June 21, 2012 00:00 By Dr Gerard Lalande 2,187 Viewed
The ongoing Euro football tournament is a punter’s magnet, especially for the 70 per cent of Thais who reportedly gamble regularly. But besides the billions of baht involved, extensive betting surely takes a toll on health. In 2010, during the last World Cup, there were calls for Thai society to help the gambling addicts.
Like moderate use of alcohol, moderate gambling as an occasional leisure activity is considered acceptable social behaviour in most cultures and poses no health concern. Some people, however, develop an uncontrollable obsession – compulsive gambling – and, just like alcohol or drug addiction, it can have destructive personal, familial and professional consequences.
Gambling becomes pathological when you’re unable to stop despite suffering the consequences. Quitting is very difficult and, despite frequent attempts, successful withdrawal is rarely achieved without the help of a competent institution.
Gambling addiction typically begins in the late teens and develops gradually over time. It might follow a period of enjoyable “social gambling” or could rapidly evolve into a full-blown addiction in relation to major stressful life events. You become addicted by the game as a way to escape personal problems or depression.
There is no specific addiction profile, but this dependence problem usually affects younger males with behavioural or substance-abuse disorders or a family history of gambling addiction. The gambling provides intense euphoria, comparable to that of illicit psychoactive drugs. In the meantime it also induces persistent changes in some brain chemicals that could be quite similar to those released by addictive substances such as alcohol and opium-derived compounds. The cerebral chemistry alteration partly explains the relapses, even after long-term cessation.

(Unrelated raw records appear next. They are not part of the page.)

use beacon_ssz::{hash, list, ContainerDecoder, ContainerEncoder, FieldHasher, HashTreeRoot, Root};

use crate::codec::VersionedSsz;
use crate::constants::{
    EXECUTION_PAYLOAD_HEADER_BELLATRIX_SIZE, EXECUTION_PAYLOAD_HEADER_CAPELLA_SIZE,
    EXECUTION_PAYLOAD_HEADER_DENEB_SIZE, MAX_EXTRA_DATA_BYTES,
};
use crate::error::{Error, Result};
use crate::primitives::{Bytes32, ExecutionAddress, ExecutionHash, LogsBloom, U256};
use crate::version::{ensure_supported, ForkVersion};

/// Execution payload with transactions and withdrawals replaced by their
/// roots, as kept in the beacon state.
#[derive(Clone, Debug, PartialEq, Eq)]
pub struct ExecutionPayloadHeader {
    version: ForkVersion,
    pub parent_hash: ExecutionHash,
    pub fee_recipient: ExecutionAddress,
    pub state_root: Bytes32,
    pub receipts_root: Bytes32,
    pub logs_bloom: LogsBloom,
    pub prev_randao: Bytes32,
    pub number: u64,
    pub gas_limit: u64,
    pub gas_used: u64,
    pub timestamp: u64,
    pub extra_data: Vec<u8>,
    pub base_fee_per_gas: U256,
    pub block_hash: ExecutionHash,
    pub transactions_root: Root,
    withdrawals_root: Root,
    blob_gas_used: u64,
    excess_blob_gas: u64,
}

impl ExecutionPayloadHeader {
    pub fn fixed_size(version: ForkVersion) -> usize {
        if version.has_blob_gas() {
            EXECUTION_PAYLOAD_HEADER_DENEB_SIZE
        } else if version.has_withdrawals() {
            EXECUTION_PAYLOAD_HEADER_CAPELLA_SIZE
        } else {
            EXECUTION_PAYLOAD_HEADER_BELLATRIX_SIZE
        }
    }

    pub fn new_empty(version: ForkVersion) -> Result<Self> {
        ensure_supported(Self::TYPE_NAME, version, ForkVersion::Bellatrix)?;
        Ok(Self {
            version,
            parent_hash: ExecutionHash::default(),
            fee_recipient: ExecutionAddress::default(),
            state_root: Bytes32::default(),
            receipts_root: Bytes32::default(),
            logs_bloom: LogsBloom::default(),
            prev_randao: Bytes32::default(),
            number: 0,
            gas_limit: 0,
            gas_used: 0,
            timestamp: 0,
            extra_data: Vec::new(),
            base_fee_per_gas: U256::zero(),
            block_hash: ExecutionHash::default(),
            transactions_root: Root::default(),
            withdrawals_root: Root::default(),
            blob_gas_used: 0,
            excess_blob_gas: 0,
        })
    }

    /// `None` before Capella.
    pub fn withdrawals_root(&self) -> Option<Root> {
        self.version.has_withdrawals().then_some(self.withdrawals_root)
    }

    pub fn set_withdrawals_root(&mut self, root: Root) -> Result<()> {
        if !self.version.has_withdrawals() {
            return Err(Error::FieldNotSupported {
                field: "withdrawals_root",
                since: ForkVersion::Capella,
                version: self.version,
            });
        }
        self.withdrawals_root = root;
        Ok(())
    }

    pub fn blob_gas_used(&self) -> u64 {
        self.blob_gas_used
    }

    pub fn excess_blob_gas(&self) -> u64 {
        self.excess_blob_gas
    }

    pub fn set_blob_gas(&mut self, blob_gas_used: u64, excess_blob_gas: u64) -> Result<()> {
        if !self.version.has_blob_gas() && (blob_gas_used != 0 || excess_blob_gas != 0) {
            return Err(Error::FieldNotSupported {
                field: "blob_gas",
                since: ForkVersion::Deneb,
                version: self.version,
            });
        }
        self.blob_gas_used = blob_gas_used;
        self.excess_blob_gas = excess_blob_gas;
        Ok(())
    }

    fn write_fields(&self, out: &mut Vec<u8>) -> beacon_ssz::Result<()> {
        let mut enc = ContainerEncoder::new(out, Self::fixed_size(self.version));
        enc.append_static(&self.parent_hash)?;
        enc.append_static(&self.fee_recipient)?;
        enc.append_static(&self.state_root)?;
        enc.append_static(&self.receipts_root)?;
        enc.append_static(&self.logs_bloom)?;
        enc.append_static(&self.prev_randao)?;
        enc.append_static(&self.number)?;
        enc.append_static(&self.gas_limit)?;
        enc.append_static(&self.gas_used)?;
        enc.append_static(&self.timestamp)?;
        enc.append_dynamic(|buf| list::write_byte_list(&self.extra_data, MAX_EXTRA_DATA_BYTES, buf))?;
        enc.append_static(&self.base_fee_per_gas)?;
        enc.append_static(&self.block_hash)?;
        enc.append_static(&self.transactions_root)?;
        if self.version.has_withdrawals() {
            enc.append_static(&self.withdrawals_root)?;
        }
        if self.version.has_blob_gas() {
            enc.append_static(&self.blob_gas_used)?;
            enc.append_static(&self.excess_blob_gas)?;
        }
        enc.finish()
    }
}

impl VersionedSsz for ExecutionPayloadHeader {
    const TYPE_NAME: &'static str = "ExecutionPayloadHeader";

    fn version(&self) -> ForkVersion {
        self.version
    }

    fn ssz_size(&self) -> usize {
        Self::fixed_size(self.version) + self.extra_data.len()
    }

    fn ssz_write(&self, out: &mut Vec<u8>) -> Result<()> {
        Ok(self.write_fields(out)?)
    }

    fn ssz_read_versioned(bytes: &[u8], version: ForkVersion) -> Result<Self> {
        ensure_supported(Self::TYPE_NAME, version, ForkVersion::Bellatrix)?;
        let mut dec = ContainerDecoder::new(bytes, Self::fixed_size(version))?;
        let parent_hash = dec.read_static()?;
        let fee_recipient = dec.read_static()?;
        let state_root = dec.read_static()?;
        let receipts_root = dec.read_static()?;
        let logs_bloom = dec.read_static()?;
        let prev_randao = dec.read_static()?;
        let number = dec.read_static()?;
        let gas_limit = dec.read_static()?;
        let gas_used = dec.read_static()?;
        let timestamp = dec.read_static()?;
        dec.read_offset()?;
        let base_fee_per_gas = dec.read_static()?;
        let block_hash = dec.read_static()?;
        let transactions_root = dec.read_static()?;
        let withdrawals_root = if version.has_withdrawals() {
            dec.read_static()?
        } else {
            Root::default()
        };
        let (blob_gas_used, excess_blob_gas) = if version.has_blob_gas() {
            (dec.read_static()?, dec.read_static()?)
        } else {
            (0, 0)
        };
        let mut fields = dec.finish()?;
        let extra_data = list::read_byte_list(fields.next_field()?, MAX_EXTRA_DATA_BYTES)?;
        Ok(Self {
            version,
            parent_hash,
            fee_recipient,
            state_root,
            receipts_root,
            logs_bloom,
            prev_randao,
            number,
            gas_limit,
            gas_used,
            timestamp,
            extra_data,
            base_fee_per_gas,
            block_hash,
            transactions_root,
            withdrawals_root,
            blob_gas_used,
            excess_blob_gas,
        })
    }

    fn hash_tree_root(&self) -> Result<Root> {
        let base: [FieldHasher<'_>; 14] = [
            &|| self.parent_hash.hash_tree_root(),
            &|| self.fee_recipient.hash_tree_root(),
            &|| self.state_root.hash_tree_root(),
            &|| self.receipts_root.hash_tree_root(),
            &|| self.logs_bloom.hash_tree_root(),
            &|| self.prev_randao.hash_tree_root(),
            &|| self.number.hash_tree_root(),
            &|| self.gas_limit.hash_tree_root(),
            &|| self.gas_used.hash_tree_root(),
            &|| self.timestamp.hash_tree_root(),
            &|| hash::byte_list_root(&self.extra_data, MAX_EXTRA_DATA_BYTES),
            &|| self.base_fee_per_gas.hash_tree_root(),
            &|| self.block_hash.hash_tree_root(),
            &|| self.transactions_root.hash_tree_root(),
        ];
        let withdrawals_root = || self.withdrawals_root.hash_tree_root();
        let blob_gas_used = || self.blob_gas_used.hash_tree_root();
        let excess_blob_gas = || self.excess_blob_gas.hash_tree_root();

        let mut fields: Vec<FieldHasher<'_>> = base.to_vec();
        if self.version.has_withdrawals() {
            fields.push(&withdrawals_root);
        }
        if self.version.has_blob_gas() {
            fields.push(&blob_gas_used);
            fields.push(&excess_blob_gas);
        }
        Ok(hash::container_root_with(&fields)?)
    }
}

Alcoholics and drug addicts must progressively increase the amount of the substance to get the same pleasure effect, a phenomenon called “tolerance”. Similarly, compulsive gamblers develop a tolerance for the thrill and must increase the amount or the risk of their bets.

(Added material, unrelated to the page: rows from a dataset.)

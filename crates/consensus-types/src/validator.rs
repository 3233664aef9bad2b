use beacon_ssz::impl_static_container;

use crate::constants::{ETH1_ADDRESS_WITHDRAWAL_PREFIX, FAR_FUTURE_EPOCH};
use crate::error::{Error, Result};
use crate::primitives::{BlsPubkey, Epoch, ExecutionAddress, Gwei};

pub type WithdrawalCredentials = [u8; 32];

/// `0x01 || 11 zero bytes || address`
pub fn eth1_withdrawal_credentials(address: &ExecutionAddress) -> WithdrawalCredentials {
    let mut creds = [0u8; 32];
    creds[0] = ETH1_ADDRESS_WITHDRAWAL_PREFIX;
    creds[12..].copy_from_slice(address);
    creds
}

/// Recover the execution address from eth1-style credentials.
pub fn withdrawal_address(creds: &WithdrawalCredentials) -> Result<ExecutionAddress> {
    if creds[0] != ETH1_ADDRESS_WITHDRAWAL_PREFIX || creds[1..12].iter().any(|&b| b != 0) {
        return Err(Error::InvalidWithdrawalCredentials);
    }
    let mut address = [0u8; 20];
    address.copy_from_slice(&creds[12..]);
    Ok(address)
}

/// Amount rounded down to the increment, capped at `max_effective_balance`.
pub fn compute_effective_balance(amount: Gwei, increment: Gwei, max_effective_balance: Gwei) -> Gwei {
    let rounded = if increment == 0 {
        amount
    } else {
        amount - amount % increment
    };
    rounded.min(max_effective_balance)
}

/// Registry entry. 121 bytes on the wire.
#[derive(Clone, Copy, Debug, Default, PartialEq, Eq)]
pub struct Validator {
    pub pubkey: BlsPubkey,
    pub withdrawal_credentials: WithdrawalCredentials,
    pub effective_balance: Gwei,
    pub slashed: bool,
    pub activation_eligibility_epoch: Epoch,
    pub activation_epoch: Epoch,
    pub exit_epoch: Epoch,
    pub withdrawable_epoch: Epoch,
}

impl_static_container!(Validator {
    pubkey: BlsPubkey,
    withdrawal_credentials: WithdrawalCredentials,
    effective_balance: Gwei,
    slashed: bool,
    activation_eligibility_epoch: Epoch,
    activation_epoch: Epoch,
    exit_epoch: Epoch,
    withdrawable_epoch: Epoch,
});

impl Validator {
    /// Fresh validator from a deposit: every epoch at FAR_FUTURE_EPOCH.
    pub fn from_deposit(
        pubkey: BlsPubkey,
        withdrawal_credentials: WithdrawalCredentials,
        amount: Gwei,
        effective_balance_increment: Gwei,
        max_effective_balance: Gwei,
    ) -> Self {
        Self {
            pubkey,
            withdrawal_credentials,
            effective_balance: compute_effective_balance(
                amount,
                effective_balance_increment,
                max_effective_balance,
            ),
            slashed: false,
            activation_eligibility_epoch: FAR_FUTURE_EPOCH,
            activation_epoch: FAR_FUTURE_EPOCH,
            exit_epoch: FAR_FUTURE_EPOCH,
            withdrawable_epoch: FAR_FUTURE_EPOCH,
        }
    }

    pub fn is_active(&self, epoch: Epoch) -> bool {
        self.activation_epoch <= epoch && epoch < self.exit_epoch
    }

    pub fn is_eligible_for_activation(&self, finalized_epoch: Epoch) -> bool {
        self.activation_eligibility_epoch <= finalized_epoch
            && self.activation_epoch == FAR_FUTURE_EPOCH
    }

    pub fn is_eligible_for_activation_queue(&self, threshold: Gwei) -> bool {
        self.activation_eligibility_epoch == FAR_FUTURE_EPOCH && self.effective_balance >= threshold
    }

    pub fn is_slashable(&self, epoch: Epoch) -> bool {
        !self.slashed && self.activation_epoch <= epoch && epoch < self.withdrawable_epoch
    }

    pub fn has_eth1_withdrawal_credentials(&self) -> bool {
        self.withdrawal_credentials[0] == ETH1_ADDRESS_WITHDRAWAL_PREFIX
    }

    pub fn has_max_effective_balance(&self, max_effective_balance: Gwei) -> bool {
        self.effective_balance == max_effective_balance
    }

    pub fn is_fully_withdrawable(&self, balance: Gwei, epoch: Epoch) -> bool {
        self.has_eth1_withdrawal_credentials() && self.withdrawable_epoch <= epoch && balance > 0
    }

    pub fn is_partially_withdrawable(&self, balance: Gwei, max_effective_balance: Gwei) -> bool {
        self.has_eth1_withdrawal_credentials()
            && self.has_max_effective_balance(max_effective_balance)
            && balance > max_effective_balance
    }

    pub fn withdrawal_address(&self) -> Result<ExecutionAddress> {
        withdrawal_address(&self.withdrawal_credentials)
    }
}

Addicts often report that the betting excitement they get is the main reason for their habit forming, not the money involved in the wager. They consider money more a commodity to be used because, whatever the winning bet, they’ll try for a higher one, and so one. Ultimately they can only lose.

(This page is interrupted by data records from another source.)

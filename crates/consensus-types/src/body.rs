use beacon_ssz::merkle::{self, mix_in_length};
use beacon_ssz::{
    enforce_all_unused, hash, list, ContainerDecoder, ContainerEncoder, EnforceUnused, FieldHasher,
    HashTreeRoot, Root, Unused,
};

use crate::codec::VersionedSsz;
use crate::constants::{
    BEACON_BLOCK_BODY_DENEB_SIZE, BEACON_BLOCK_BODY_ELECTRA_SIZE, BODY_TREE_DEPTH,
    KZG_COMMITMENTS_FIELD_INDEX, KZG_COMMITMENTS_TREE_DEPTH,
    MAX_ATTESTATIONS, MAX_ATTESTER_SLASHINGS, MAX_BLOB_COMMITMENTS_PER_BLOCK,
    MAX_BLS_TO_EXECUTION_CHANGES, MAX_DEPOSITS, MAX_PROPOSER_SLASHINGS, MAX_VOLUNTARY_EXITS,
};
use crate::deposit::Deposit;
use crate::error::{join, Error, Result};
use crate::eth1_data::Eth1Data;
use crate::execution_requests::ExecutionRequests;
use crate::payload::ExecutionPayload;
use crate::primitives::{BlsSignature, Bytes32, KzgCommitment};
use crate::sync_aggregate::SyncAggregate;
use crate::version::{ensure_same, ensure_supported, ForkVersion};

/// Block body.
///
/// Slashings, attestations, exits, BLS changes and the sync aggregate keep
/// their wire slots but are reserved: they must stay empty (or zero) and are
/// only reachable through setters so a caller can't fill them by accident.
#[derive(Clone, Debug, PartialEq, Eq)]
pub struct BeaconBlockBody {
    version: ForkVersion,
    pub randao_reveal: BlsSignature,
    pub eth1_data: Eth1Data,
    pub graffiti: Bytes32,
    proposer_slashings: Vec<Unused>,
    attester_slashings: Vec<Unused>,
    attestations: Vec<Unused>,
    pub deposits: Vec<Deposit>,
    voluntary_exits: Vec<Unused>,
    sync_aggregate: SyncAggregate,
    pub execution_payload: ExecutionPayload,
    bls_to_execution_changes: Vec<Unused>,
    pub blob_kzg_commitments: Vec<KzgCommitment>,
    execution_requests: Option<ExecutionRequests>,
}

impl BeaconBlockBody {
    pub fn fixed_size(version: ForkVersion) -> usize {
        if version.has_execution_requests() {
            BEACON_BLOCK_BODY_ELECTRA_SIZE
        } else {
            BEACON_BLOCK_BODY_DENEB_SIZE
        }
    }

    pub fn new_empty(version: ForkVersion) -> Result<Self> {
        ensure_supported(Self::TYPE_NAME, version, ForkVersion::Deneb)?;
        Ok(Self {
            version,
            randao_reveal: BlsSignature::default(),
            eth1_data: Eth1Data::default(),
            graffiti: Bytes32::default(),
            proposer_slashings: Vec::new(),
            attester_slashings: Vec::new(),
            attestations: Vec::new(),
            deposits: Vec::new(),
            voluntary_exits: Vec::new(),
            sync_aggregate: SyncAggregate::default(),
            execution_payload: ExecutionPayload::new_empty(version)?,
            bls_to_execution_changes: Vec::new(),
            blob_kzg_commitments: Vec::new(),
            execution_requests: version.has_execution_requests().then(ExecutionRequests::default),
        })
    }

    /* -------- Reserved fields -------- */

    pub fn proposer_slashings(&self) -> &[Unused] {
        &self.proposer_slashings
    }

    pub fn set_proposer_slashings(&mut self, v: Vec<Unused>) {
        self.proposer_slashings = v;
    }

    pub fn attester_slashings(&self) -> &[Unused] {
        &self.attester_slashings
    }

    pub fn set_attester_slashings(&mut self, v: Vec<Unused>) {
        self.attester_slashings = v;
    }

    pub fn attestations(&self) -> &[Unused] {
        &self.attestations
    }

    pub fn set_attestations(&mut self, v: Vec<Unused>) {
        self.attestations = v;
    }

    pub fn voluntary_exits(&self) -> &[Unused] {
        &self.voluntary_exits
    }

    pub fn set_voluntary_exits(&mut self, v: Vec<Unused>) {
        self.voluntary_exits = v;
    }

    pub fn sync_aggregate(&self) -> &SyncAggregate {
        &self.sync_aggregate
    }

    pub fn set_sync_aggregate(&mut self, agg: SyncAggregate) {
        self.sync_aggregate = agg;
    }

    pub fn bls_to_execution_changes(&self) -> &[Unused] {
        &self.bls_to_execution_changes
    }

    pub fn set_bls_to_execution_changes(&mut self, v: Vec<Unused>) {
        self.bls_to_execution_changes = v;
    }

    fn enforce_reserved(&self) -> beacon_ssz::Result<()> {
        enforce_all_unused(&[
            ("proposer_slashings", &self.proposer_slashings as &dyn EnforceUnused),
            ("attester_slashings", &self.attester_slashings as &dyn EnforceUnused),
            ("attestations", &self.attestations as &dyn EnforceUnused),
            ("voluntary_exits", &self.voluntary_exits as &dyn EnforceUnused),
            ("sync_aggregate", &self.sync_aggregate as &dyn EnforceUnused),
            (
                "bls_to_execution_changes",
                &self.bls_to_execution_changes as &dyn EnforceUnused,
            ),
        ])
    }

    /* -------- Electra -------- */

    pub fn execution_requests(&self) -> Result<&ExecutionRequests> {
        self.execution_requests
            .as_ref()
            .ok_or(Error::FieldNotSupported {
                field: "execution_requests",
                since: ForkVersion::Electra,
                version: self.version,
            })
    }

    pub fn set_execution_requests(&mut self, requests: ExecutionRequests) -> Result<()> {
        if !self.version.has_execution_requests() {
            return Err(Error::FieldNotSupported {
                field: "execution_requests",
                since: ForkVersion::Electra,
                version: self.version,
            });
        }
        self.execution_requests = Some(requests);
        Ok(())
    }

    /* -------- Hashing -------- */

    fn kzg_commitment_leaves(&self) -> beacon_ssz::Result<Vec<Root>> {
        list::check_len(self.blob_kzg_commitments.len(), MAX_BLOB_COMMITMENTS_PER_BLOCK)?;
        self.blob_kzg_commitments
            .iter()
            .map(HashTreeRoot::hash_tree_root)
            .collect()
    }

    /// One root per field, in declaration order.
    pub fn field_roots(&self) -> Result<Vec<Root>> {
        ensure_same(
            "execution_payload",
            self.version,
            self.execution_payload.version(),
        )?;
        let base: [FieldHasher<'_, Error>; 12] = [
            &|| -> Result<Root> { Ok(self.randao_reveal.hash_tree_root()?) },
            &|| -> Result<Root> { Ok(self.eth1_data.hash_tree_root()?) },
            &|| -> Result<Root> { Ok(self.graffiti.hash_tree_root()?) },
            &|| -> Result<Root> {
                Ok(hash::list_root(&self.proposer_slashings, MAX_PROPOSER_SLASHINGS)?)
            },
            &|| -> Result<Root> {
                Ok(hash::list_root(&self.attester_slashings, MAX_ATTESTER_SLASHINGS)?)
            },
            &|| -> Result<Root> { Ok(hash::list_root(&self.attestations, MAX_ATTESTATIONS)?) },
            &|| -> Result<Root> { Ok(hash::list_root(&self.deposits, MAX_DEPOSITS)?) },
            &|| -> Result<Root> {
                Ok(hash::list_root(&self.voluntary_exits, MAX_VOLUNTARY_EXITS)?)
            },
            &|| -> Result<Root> { Ok(self.sync_aggregate.hash_tree_root()?) },
            &|| self.execution_payload.hash_tree_root(),
            &|| -> Result<Root> {
                Ok(hash::list_root(
                    &self.bls_to_execution_changes,
                    MAX_BLS_TO_EXECUTION_CHANGES,
                )?)
            },
            &|| -> Result<Root> { self.blob_kzg_commitments_root() },
        ];
        let execution_requests = || -> Result<Root> {
            Ok(self.execution_requests()?.hash_tree_root()?)
        };

        let mut fields: Vec<FieldHasher<'_, Error>> = base.to_vec();
        if self.version.has_execution_requests() {
            fields.push(&execution_requests);
        }
        Ok(hash::field_roots_with(&fields)?)
    }

    /// Proof that commitment `index` sits under the body root: 12 list
    /// levels, the length leaf, then 4 body levels.
    pub fn kzg_commitment_inclusion_proof(&self, index: u64) -> Result<Vec<Root>> {
        let leaves = self.kzg_commitment_leaves()?;
        let count = leaves.len() as u64;
        if index >= count {
            return Err(beacon_ssz::SszError::IndexOutOfRange { index, leaves: count }.into());
        }
        let (mut proof, _) = merkle::merkle_proof(&leaves, KZG_COMMITMENTS_TREE_DEPTH, index)?;

        let mut length_leaf = [0u8; 32];
        length_leaf[..8].copy_from_slice(&count.to_le_bytes());
        proof.push(length_leaf);

        let field_roots = self.field_roots()?;
        let (body_branch, _) =
            merkle::merkle_proof(&field_roots, BODY_TREE_DEPTH, KZG_COMMITMENTS_FIELD_INDEX)?;
        proof.extend(body_branch);
        Ok(proof)
    }

    /// Check a proof produced by `kzg_commitment_inclusion_proof` against this body.
    pub fn verify_kzg_commitment_inclusion_proof(&self, index: u64, proof: &[Root]) -> Result<bool> {
        let commitment = match self.blob_kzg_commitments.get(index as usize) {
            Some(c) => c,
            None => return Ok(false),
        };
        crate::kzg::verify_kzg_commitment_inclusion_proof(
            &VersionedSsz::hash_tree_root(self)?,
            commitment,
            index,
            proof,
        )
    }

    /// Root of the commitments list, as committed in the body.
    pub fn blob_kzg_commitments_root(&self) -> Result<Root> {
        let leaves = self.kzg_commitment_leaves()?;
        let root = merkle::merkleize(&leaves, Some(MAX_BLOB_COMMITMENTS_PER_BLOCK))?;
        Ok(mix_in_length(&root, leaves.len() as u64))
    }

    /* -------- Encoding -------- */

    fn dynamic_size(&self) -> usize {
        let reserved = self.proposer_slashings.len()
            + self.attester_slashings.len()
            + self.attestations.len()
            + self.voluntary_exits.len()
            + self.bls_to_execution_changes.len();
        reserved
            + list::static_list_size(&self.deposits)
            + self.execution_payload.ssz_size()
            + list::static_list_size(&self.blob_kzg_commitments)
            + self
                .execution_requests
                .as_ref()
                .map_or(0, beacon_ssz::Encode::ssz_size)
    }
}

impl VersionedSsz for BeaconBlockBody {
    const TYPE_NAME: &'static str = "BeaconBlockBody";

    fn version(&self) -> ForkVersion {
        self.version
    }

    fn ssz_size(&self) -> usize {
        Self::fixed_size(self.version) + self.dynamic_size()
    }

    fn ssz_write(&self, out: &mut Vec<u8>) -> Result<()> {
        self.enforce_reserved()?;
        self.write_fields(out)
    }

    fn ssz_read_versioned(bytes: &[u8], version: ForkVersion) -> Result<Self> {
        ensure_supported(Self::TYPE_NAME, version, ForkVersion::Deneb)?;
        let mut dec = ContainerDecoder::new(bytes, Self::fixed_size(version))?;
        let randao_reveal = dec.read_static()?;
        let eth1_data = dec.read_static()?;
        let graffiti = dec.read_static()?;
        for _ in 0..5 {
            dec.read_offset()?;
        }
        let sync_aggregate = dec.read_static()?;
        dec.read_offset()?;
        dec.read_offset()?;
        dec.read_offset()?;
        if version.has_execution_requests() {
            dec.read_offset()?;
        }
        let mut fields = dec.finish()?;
        let proposer_slashings = list::read_static_list(fields.next_field()?, MAX_PROPOSER_SLASHINGS)?;
        let attester_slashings = list::read_static_list(fields.next_field()?, MAX_ATTESTER_SLASHINGS)?;
        let attestations = list::read_static_list(fields.next_field()?, MAX_ATTESTATIONS)?;
        let deposits = list::read_static_list(fields.next_field()?, MAX_DEPOSITS)?;
        let voluntary_exits = list::read_static_list(fields.next_field()?, MAX_VOLUNTARY_EXITS)?;
        let execution_payload = ExecutionPayload::ssz_read_versioned(fields.next_field()?, version)?;
        let bls_to_execution_changes =
            list::read_static_list(fields.next_field()?, MAX_BLS_TO_EXECUTION_CHANGES)?;
        let blob_kzg_commitments =
            list::read_static_list(fields.next_field()?, MAX_BLOB_COMMITMENTS_PER_BLOCK)?;
        let execution_requests = if version.has_execution_requests() {
            Some(beacon_ssz::Decode::ssz_read(fields.next_field()?)?)
        } else {
            None
        };

        let body = Self {
            version,
            randao_reveal,
            eth1_data,
            graffiti,
            proposer_slashings,
            attester_slashings,
            attestations,
            deposits,
            voluntary_exits,
            sync_aggregate,
            execution_payload,
            bls_to_execution_changes,
            blob_kzg_commitments,
            execution_requests,
        };
        body.validate_after_decode()?;
        Ok(body)
    }

    fn hash_tree_root(&self) -> Result<Root> {
        let roots = self.field_roots()?;
        Ok(hash::container_root(&roots)?)
    }
}

impl BeaconBlockBody {
    /// Field encoding without the reserved-field check.
    fn write_fields(&self, out: &mut Vec<u8>) -> Result<()> {
        ensure_same(
            "execution_payload",
            self.version,
            self.execution_payload.version(),
        )?;
        let mut enc = ContainerEncoder::new(out, Self::fixed_size(self.version));
        enc.append_static(&self.randao_reveal)?;
        enc.append_static(&self.eth1_data)?;
        enc.append_static(&self.graffiti)?;
        enc.append_dynamic(|buf| {
            list::write_static_list(&self.proposer_slashings, MAX_PROPOSER_SLASHINGS, buf)
        })?;
        enc.append_dynamic(|buf| {
            list::write_static_list(&self.attester_slashings, MAX_ATTESTER_SLASHINGS, buf)
        })?;
        enc.append_dynamic(|buf| list::write_static_list(&self.attestations, MAX_ATTESTATIONS, buf))?;
        enc.append_dynamic(|buf| list::write_static_list(&self.deposits, MAX_DEPOSITS, buf))?;
        enc.append_dynamic(|buf| {
            list::write_static_list(&self.voluntary_exits, MAX_VOLUNTARY_EXITS, buf)
        })?;
        enc.append_static(&self.sync_aggregate)?;
        enc.append_dynamic(|buf| self.execution_payload.ssz_write(buf))?;
        enc.append_dynamic(|buf| {
            list::write_static_list(
                &self.bls_to_execution_changes,
                MAX_BLS_TO_EXECUTION_CHANGES,
                buf,
            )
        })?;
        enc.append_dynamic(|buf| {
            list::write_static_list(&self.blob_kzg_commitments, MAX_BLOB_COMMITMENTS_PER_BLOCK, buf)
        })?;
        if self.version.has_execution_requests() {
            let requests = self.execution_requests()?;
            enc.append_dynamic_value(requests)?;
        }
        enc.finish()?;
        Ok(())
    }

    /// Reserved-field violations and nested payload checks, reported together.
    fn validate_after_decode(&self) -> Result<()> {
        join([
            self.enforce_reserved().map_err(Error::from),
            self.execution_payload.validate(),
        ])
    }
}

Compulsive gamblers often do not recognise their addiction. In such cases, the emotional and financial consequences of the addiction should compel relatives or other people to intervene and seek medical assistance.
Addiction treatments for gamblers include specialised psychotherapy, medication and self-help groups. As with other addiction issues, the addict could easily return to gambling if he associates with other gamblers.
Prevention promotes so-called “responsible gambling”. “Responsible” alcohol drinking might be one or two glasses of red wine, which after all appears to provide some health benefits. However, this doesn’t apply to other addictive substances such as tobacco – even one cigarette has deleterious effects for the smoker and people nearby.
For gambling, since the occurrence of addiction cannot be predicted, the optimal approach is to simply enjoy other ways of socialising.